Check the records below line by line. Give the count of lines with "target", and nothing else.

====== Extracted material

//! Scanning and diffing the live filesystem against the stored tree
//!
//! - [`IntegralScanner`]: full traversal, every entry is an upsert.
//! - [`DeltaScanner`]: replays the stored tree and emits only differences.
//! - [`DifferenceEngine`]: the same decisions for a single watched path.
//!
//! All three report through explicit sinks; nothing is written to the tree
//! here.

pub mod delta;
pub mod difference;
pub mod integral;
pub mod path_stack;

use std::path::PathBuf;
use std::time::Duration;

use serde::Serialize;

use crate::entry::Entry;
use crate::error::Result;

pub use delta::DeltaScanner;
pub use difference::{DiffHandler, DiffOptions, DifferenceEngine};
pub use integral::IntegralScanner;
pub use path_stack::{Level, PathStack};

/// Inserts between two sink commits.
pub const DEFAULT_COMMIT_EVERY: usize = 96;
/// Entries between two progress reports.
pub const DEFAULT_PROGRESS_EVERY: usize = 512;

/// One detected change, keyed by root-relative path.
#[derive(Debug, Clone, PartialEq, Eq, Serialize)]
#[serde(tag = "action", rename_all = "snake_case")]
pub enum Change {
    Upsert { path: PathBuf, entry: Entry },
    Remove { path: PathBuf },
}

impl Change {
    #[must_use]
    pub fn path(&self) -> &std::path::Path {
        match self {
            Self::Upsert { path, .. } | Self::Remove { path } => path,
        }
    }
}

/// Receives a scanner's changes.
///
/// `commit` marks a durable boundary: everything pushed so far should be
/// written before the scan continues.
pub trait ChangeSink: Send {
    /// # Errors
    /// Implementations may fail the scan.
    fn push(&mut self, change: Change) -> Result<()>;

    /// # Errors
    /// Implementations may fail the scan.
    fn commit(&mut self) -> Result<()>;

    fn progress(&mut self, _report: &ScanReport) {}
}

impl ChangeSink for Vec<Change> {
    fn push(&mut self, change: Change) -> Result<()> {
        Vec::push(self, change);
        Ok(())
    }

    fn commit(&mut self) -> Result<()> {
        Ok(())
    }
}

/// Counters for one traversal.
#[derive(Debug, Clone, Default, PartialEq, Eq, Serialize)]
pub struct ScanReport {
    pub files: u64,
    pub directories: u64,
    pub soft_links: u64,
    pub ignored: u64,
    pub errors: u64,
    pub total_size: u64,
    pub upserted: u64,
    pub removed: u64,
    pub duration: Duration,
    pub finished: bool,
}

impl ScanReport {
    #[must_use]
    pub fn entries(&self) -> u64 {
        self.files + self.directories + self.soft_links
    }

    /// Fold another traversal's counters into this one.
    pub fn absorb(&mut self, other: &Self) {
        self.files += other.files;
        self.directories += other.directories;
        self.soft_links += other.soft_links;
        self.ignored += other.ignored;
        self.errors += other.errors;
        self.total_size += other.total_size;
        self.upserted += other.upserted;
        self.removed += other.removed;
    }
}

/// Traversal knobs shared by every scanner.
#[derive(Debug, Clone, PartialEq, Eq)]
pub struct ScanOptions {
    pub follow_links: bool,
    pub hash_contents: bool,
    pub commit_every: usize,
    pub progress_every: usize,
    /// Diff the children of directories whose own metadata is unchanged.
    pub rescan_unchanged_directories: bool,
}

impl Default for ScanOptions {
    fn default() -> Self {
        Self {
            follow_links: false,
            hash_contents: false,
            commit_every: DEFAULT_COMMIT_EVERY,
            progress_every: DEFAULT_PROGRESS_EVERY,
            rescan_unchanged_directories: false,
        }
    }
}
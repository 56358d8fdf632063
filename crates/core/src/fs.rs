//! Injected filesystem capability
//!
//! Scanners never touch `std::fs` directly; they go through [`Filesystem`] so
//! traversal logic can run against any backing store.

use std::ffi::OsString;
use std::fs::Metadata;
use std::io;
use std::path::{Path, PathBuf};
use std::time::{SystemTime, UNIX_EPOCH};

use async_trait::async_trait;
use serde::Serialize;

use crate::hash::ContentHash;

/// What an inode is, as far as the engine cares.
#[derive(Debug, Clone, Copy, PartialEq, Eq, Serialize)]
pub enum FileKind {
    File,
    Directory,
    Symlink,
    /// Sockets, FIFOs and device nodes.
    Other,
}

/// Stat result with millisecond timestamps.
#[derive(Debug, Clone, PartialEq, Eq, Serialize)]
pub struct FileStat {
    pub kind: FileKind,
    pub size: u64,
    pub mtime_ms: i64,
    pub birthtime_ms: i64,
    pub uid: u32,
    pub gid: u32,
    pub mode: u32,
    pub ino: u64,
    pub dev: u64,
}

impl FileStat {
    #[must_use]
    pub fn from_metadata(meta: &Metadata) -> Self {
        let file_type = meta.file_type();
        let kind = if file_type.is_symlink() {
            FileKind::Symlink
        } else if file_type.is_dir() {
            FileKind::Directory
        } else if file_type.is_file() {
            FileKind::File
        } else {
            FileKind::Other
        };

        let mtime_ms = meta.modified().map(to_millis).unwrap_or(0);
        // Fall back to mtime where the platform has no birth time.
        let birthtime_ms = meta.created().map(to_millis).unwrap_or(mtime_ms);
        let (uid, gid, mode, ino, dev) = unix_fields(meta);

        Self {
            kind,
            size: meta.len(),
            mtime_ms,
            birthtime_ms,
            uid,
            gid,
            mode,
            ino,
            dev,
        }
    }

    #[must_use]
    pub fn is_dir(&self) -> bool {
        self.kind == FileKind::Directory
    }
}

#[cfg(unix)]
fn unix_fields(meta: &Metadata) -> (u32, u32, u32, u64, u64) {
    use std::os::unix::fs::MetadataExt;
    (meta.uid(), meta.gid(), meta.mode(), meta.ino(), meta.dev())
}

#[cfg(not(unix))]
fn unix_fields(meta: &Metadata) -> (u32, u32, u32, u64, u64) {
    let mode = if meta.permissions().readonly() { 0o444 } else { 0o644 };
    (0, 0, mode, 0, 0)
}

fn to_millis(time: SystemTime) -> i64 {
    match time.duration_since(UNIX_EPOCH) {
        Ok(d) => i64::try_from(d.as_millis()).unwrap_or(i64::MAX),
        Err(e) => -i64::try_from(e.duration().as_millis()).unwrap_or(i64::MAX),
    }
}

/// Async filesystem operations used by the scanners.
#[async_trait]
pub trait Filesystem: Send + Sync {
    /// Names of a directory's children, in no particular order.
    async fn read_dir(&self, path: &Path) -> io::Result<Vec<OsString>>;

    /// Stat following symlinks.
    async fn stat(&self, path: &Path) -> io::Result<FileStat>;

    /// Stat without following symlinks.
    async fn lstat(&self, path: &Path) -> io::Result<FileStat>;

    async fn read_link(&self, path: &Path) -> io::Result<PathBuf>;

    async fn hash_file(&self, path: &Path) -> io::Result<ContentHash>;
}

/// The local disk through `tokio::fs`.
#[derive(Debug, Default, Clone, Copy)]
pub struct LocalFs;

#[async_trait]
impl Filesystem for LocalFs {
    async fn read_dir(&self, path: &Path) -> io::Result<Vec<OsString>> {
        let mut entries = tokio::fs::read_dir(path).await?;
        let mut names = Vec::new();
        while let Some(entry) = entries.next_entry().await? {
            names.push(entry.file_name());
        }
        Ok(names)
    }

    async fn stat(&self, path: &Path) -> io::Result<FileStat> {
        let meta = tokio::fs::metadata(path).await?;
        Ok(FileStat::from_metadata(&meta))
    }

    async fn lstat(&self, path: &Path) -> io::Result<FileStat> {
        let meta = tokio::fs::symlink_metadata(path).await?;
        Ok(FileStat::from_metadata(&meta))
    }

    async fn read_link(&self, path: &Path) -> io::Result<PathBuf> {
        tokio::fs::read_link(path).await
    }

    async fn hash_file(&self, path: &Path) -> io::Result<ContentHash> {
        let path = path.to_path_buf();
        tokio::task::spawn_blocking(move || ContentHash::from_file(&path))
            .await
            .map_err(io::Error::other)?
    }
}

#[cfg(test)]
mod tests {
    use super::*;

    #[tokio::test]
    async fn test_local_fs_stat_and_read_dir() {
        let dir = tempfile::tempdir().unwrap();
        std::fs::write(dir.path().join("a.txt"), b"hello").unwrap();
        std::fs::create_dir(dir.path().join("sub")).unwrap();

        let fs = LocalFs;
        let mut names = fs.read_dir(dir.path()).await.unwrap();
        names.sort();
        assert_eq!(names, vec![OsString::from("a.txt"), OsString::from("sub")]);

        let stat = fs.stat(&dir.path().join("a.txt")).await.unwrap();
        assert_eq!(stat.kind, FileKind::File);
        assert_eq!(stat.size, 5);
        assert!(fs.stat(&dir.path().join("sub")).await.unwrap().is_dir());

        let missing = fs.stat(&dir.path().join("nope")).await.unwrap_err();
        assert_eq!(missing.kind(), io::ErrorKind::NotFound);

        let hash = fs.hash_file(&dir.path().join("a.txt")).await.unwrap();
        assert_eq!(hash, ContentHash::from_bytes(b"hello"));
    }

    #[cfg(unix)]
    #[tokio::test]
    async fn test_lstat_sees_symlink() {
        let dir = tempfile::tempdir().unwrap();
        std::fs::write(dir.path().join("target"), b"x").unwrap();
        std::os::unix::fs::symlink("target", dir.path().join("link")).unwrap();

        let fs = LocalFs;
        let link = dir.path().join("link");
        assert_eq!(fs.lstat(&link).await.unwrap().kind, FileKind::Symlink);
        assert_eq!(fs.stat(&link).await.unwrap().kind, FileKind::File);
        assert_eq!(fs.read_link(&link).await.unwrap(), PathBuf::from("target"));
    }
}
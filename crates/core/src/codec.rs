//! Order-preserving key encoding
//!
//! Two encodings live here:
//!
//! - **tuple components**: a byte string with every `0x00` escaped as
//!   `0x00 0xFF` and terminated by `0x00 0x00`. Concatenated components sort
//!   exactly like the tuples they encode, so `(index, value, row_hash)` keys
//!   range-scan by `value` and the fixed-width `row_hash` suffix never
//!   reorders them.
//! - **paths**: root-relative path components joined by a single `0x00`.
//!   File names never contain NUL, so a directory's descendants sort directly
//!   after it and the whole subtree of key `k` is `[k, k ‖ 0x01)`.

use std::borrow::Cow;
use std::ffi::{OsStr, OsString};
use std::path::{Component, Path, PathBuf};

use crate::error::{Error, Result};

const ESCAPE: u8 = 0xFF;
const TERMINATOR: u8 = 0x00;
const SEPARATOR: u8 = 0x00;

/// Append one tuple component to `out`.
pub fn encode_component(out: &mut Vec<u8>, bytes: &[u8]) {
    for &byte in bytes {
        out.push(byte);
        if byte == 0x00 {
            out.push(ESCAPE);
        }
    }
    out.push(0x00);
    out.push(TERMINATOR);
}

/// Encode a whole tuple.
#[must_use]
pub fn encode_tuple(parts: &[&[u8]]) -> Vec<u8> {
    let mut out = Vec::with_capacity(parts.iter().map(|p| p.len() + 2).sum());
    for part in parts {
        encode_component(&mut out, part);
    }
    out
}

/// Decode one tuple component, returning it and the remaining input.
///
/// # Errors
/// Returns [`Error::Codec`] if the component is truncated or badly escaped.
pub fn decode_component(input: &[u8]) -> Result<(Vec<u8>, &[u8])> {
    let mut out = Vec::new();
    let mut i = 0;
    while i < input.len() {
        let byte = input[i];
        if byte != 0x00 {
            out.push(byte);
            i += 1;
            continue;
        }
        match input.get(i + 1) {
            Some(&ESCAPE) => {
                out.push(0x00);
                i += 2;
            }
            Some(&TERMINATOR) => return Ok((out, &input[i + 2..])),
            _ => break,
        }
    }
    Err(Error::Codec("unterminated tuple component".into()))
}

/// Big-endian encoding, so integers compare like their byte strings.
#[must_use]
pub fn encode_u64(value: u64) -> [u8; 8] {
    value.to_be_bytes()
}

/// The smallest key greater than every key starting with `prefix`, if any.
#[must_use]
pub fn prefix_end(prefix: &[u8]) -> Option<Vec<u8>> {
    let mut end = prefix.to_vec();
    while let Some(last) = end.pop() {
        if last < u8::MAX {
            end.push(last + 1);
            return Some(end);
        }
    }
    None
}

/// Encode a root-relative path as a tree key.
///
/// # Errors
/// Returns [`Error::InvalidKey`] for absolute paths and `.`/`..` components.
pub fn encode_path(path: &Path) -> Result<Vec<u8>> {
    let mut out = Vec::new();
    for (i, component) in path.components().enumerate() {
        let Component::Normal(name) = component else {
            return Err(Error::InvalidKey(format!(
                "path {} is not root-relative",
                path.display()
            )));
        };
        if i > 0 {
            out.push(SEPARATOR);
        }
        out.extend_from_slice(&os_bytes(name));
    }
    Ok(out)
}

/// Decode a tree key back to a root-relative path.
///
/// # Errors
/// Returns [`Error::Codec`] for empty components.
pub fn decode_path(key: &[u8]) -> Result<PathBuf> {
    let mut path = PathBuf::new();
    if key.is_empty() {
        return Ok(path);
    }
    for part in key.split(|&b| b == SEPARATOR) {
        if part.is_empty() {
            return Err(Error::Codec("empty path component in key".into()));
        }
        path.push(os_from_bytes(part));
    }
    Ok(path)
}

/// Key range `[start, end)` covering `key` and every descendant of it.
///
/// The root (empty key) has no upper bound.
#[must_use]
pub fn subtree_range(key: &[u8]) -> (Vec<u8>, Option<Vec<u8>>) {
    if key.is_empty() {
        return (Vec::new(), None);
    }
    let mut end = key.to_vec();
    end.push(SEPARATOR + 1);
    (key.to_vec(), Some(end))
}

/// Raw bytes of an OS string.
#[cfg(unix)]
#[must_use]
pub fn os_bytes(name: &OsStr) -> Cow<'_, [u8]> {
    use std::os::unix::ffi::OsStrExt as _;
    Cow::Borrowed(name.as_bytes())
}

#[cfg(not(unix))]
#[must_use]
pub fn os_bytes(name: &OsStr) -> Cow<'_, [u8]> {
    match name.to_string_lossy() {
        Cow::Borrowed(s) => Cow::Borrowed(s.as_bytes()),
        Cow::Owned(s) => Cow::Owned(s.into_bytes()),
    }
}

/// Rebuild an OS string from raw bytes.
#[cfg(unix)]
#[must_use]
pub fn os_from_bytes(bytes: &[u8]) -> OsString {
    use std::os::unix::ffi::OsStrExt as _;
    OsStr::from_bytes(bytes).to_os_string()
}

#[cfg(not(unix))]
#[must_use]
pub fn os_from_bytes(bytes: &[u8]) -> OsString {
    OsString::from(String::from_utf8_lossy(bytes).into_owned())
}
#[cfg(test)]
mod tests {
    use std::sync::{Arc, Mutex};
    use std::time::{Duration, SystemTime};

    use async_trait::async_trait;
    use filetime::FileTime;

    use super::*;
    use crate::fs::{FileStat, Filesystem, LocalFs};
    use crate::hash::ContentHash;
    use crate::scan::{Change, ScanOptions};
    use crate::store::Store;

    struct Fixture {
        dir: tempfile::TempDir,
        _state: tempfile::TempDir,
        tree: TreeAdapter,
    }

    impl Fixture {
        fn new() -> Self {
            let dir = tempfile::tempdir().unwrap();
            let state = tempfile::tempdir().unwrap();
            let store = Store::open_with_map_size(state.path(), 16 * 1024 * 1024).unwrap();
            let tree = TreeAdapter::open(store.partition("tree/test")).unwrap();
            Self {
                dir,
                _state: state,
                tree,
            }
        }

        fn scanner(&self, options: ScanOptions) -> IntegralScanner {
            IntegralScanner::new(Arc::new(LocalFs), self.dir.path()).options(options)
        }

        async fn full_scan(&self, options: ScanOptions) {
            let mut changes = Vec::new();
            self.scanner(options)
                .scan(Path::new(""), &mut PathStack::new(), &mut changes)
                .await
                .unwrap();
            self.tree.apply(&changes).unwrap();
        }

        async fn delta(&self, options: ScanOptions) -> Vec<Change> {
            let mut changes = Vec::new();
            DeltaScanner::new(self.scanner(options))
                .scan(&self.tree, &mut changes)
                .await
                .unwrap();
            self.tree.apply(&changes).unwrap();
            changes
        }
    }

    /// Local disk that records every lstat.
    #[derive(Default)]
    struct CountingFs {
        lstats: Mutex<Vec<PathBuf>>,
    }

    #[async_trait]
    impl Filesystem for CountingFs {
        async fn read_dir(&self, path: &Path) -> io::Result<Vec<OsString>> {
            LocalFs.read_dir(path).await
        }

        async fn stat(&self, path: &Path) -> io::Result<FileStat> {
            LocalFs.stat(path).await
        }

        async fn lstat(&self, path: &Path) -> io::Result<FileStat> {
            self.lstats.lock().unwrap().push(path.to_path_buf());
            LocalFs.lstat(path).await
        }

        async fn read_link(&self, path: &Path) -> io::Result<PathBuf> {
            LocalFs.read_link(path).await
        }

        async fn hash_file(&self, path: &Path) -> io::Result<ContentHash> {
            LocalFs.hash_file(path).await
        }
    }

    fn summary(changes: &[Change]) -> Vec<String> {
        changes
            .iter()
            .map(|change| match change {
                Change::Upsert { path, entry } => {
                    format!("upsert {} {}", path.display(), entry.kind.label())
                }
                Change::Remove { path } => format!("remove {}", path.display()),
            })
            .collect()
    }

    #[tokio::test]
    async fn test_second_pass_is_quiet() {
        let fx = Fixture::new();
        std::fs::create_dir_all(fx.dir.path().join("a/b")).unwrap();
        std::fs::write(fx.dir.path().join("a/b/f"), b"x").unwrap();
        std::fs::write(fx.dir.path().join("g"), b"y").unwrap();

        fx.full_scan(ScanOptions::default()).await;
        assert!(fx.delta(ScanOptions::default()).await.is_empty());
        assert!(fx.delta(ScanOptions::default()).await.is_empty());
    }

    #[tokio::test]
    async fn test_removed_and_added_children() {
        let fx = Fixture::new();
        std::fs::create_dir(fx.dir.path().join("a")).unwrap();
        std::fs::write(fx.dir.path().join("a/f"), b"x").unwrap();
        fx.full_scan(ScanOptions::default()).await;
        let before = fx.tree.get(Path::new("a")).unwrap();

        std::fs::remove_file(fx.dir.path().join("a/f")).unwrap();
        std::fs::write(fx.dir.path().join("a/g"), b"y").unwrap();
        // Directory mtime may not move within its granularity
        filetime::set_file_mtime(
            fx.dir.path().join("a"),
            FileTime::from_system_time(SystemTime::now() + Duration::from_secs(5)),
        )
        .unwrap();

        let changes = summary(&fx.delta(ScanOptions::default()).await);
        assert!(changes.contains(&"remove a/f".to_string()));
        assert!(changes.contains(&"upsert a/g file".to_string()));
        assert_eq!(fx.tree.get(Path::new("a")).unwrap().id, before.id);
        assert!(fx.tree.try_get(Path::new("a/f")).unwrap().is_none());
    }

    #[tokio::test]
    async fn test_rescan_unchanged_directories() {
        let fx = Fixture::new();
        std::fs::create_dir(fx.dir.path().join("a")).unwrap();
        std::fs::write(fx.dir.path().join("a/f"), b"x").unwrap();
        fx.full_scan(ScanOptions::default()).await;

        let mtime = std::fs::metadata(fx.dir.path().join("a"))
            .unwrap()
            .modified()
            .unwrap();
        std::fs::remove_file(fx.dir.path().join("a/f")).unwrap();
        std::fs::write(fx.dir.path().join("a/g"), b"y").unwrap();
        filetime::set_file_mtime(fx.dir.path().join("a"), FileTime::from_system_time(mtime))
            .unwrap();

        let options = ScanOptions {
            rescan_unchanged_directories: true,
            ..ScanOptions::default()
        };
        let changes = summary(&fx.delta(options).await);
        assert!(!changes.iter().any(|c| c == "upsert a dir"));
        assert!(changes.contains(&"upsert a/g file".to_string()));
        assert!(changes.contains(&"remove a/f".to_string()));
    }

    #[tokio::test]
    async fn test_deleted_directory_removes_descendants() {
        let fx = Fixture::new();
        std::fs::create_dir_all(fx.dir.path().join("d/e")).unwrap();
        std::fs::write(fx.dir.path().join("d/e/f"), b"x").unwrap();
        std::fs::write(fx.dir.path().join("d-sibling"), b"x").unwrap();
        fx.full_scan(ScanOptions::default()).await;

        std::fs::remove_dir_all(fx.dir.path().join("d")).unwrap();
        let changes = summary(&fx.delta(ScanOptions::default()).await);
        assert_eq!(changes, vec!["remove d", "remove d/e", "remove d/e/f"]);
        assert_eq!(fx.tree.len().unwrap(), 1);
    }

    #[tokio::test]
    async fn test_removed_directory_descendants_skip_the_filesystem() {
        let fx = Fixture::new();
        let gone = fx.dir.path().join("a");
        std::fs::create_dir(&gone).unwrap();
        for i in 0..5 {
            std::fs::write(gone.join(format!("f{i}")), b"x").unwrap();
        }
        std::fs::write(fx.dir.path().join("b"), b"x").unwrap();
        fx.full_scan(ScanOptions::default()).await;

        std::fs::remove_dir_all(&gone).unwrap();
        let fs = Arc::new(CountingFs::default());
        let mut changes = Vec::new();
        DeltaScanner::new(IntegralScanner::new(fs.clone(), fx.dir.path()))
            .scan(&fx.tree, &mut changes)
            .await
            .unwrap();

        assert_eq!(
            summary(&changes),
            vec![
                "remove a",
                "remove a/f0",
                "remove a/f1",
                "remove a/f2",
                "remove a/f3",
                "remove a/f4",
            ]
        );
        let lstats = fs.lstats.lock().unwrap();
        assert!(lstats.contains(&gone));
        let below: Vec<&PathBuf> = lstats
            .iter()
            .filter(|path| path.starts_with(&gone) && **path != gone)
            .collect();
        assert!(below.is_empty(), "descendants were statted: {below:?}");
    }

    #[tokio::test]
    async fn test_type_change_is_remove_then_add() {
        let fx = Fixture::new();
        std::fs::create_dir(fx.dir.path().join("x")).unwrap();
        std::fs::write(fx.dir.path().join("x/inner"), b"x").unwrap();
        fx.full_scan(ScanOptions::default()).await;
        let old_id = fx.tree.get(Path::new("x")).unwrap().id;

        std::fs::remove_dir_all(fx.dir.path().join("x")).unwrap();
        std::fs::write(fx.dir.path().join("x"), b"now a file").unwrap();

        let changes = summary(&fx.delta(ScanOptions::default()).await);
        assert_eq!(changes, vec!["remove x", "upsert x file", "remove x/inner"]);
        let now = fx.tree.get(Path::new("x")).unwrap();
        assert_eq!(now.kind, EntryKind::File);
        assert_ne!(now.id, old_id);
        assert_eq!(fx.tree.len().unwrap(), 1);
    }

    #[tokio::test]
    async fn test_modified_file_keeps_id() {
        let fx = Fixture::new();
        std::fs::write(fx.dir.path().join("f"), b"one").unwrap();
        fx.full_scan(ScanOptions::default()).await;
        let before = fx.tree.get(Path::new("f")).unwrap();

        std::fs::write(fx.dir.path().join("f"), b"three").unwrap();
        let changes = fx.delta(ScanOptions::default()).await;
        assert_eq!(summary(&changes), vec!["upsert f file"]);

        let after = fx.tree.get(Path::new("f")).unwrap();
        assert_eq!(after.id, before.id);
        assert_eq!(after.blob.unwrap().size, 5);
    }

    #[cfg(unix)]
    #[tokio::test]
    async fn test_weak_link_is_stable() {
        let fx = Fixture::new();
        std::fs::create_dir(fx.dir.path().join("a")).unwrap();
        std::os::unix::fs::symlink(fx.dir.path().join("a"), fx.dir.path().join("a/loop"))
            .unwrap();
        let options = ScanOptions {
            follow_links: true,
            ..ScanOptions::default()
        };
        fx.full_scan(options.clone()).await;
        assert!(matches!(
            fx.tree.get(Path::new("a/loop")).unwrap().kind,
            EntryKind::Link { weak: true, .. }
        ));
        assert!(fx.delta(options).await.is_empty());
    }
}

============

◆ Result of the task ◆
3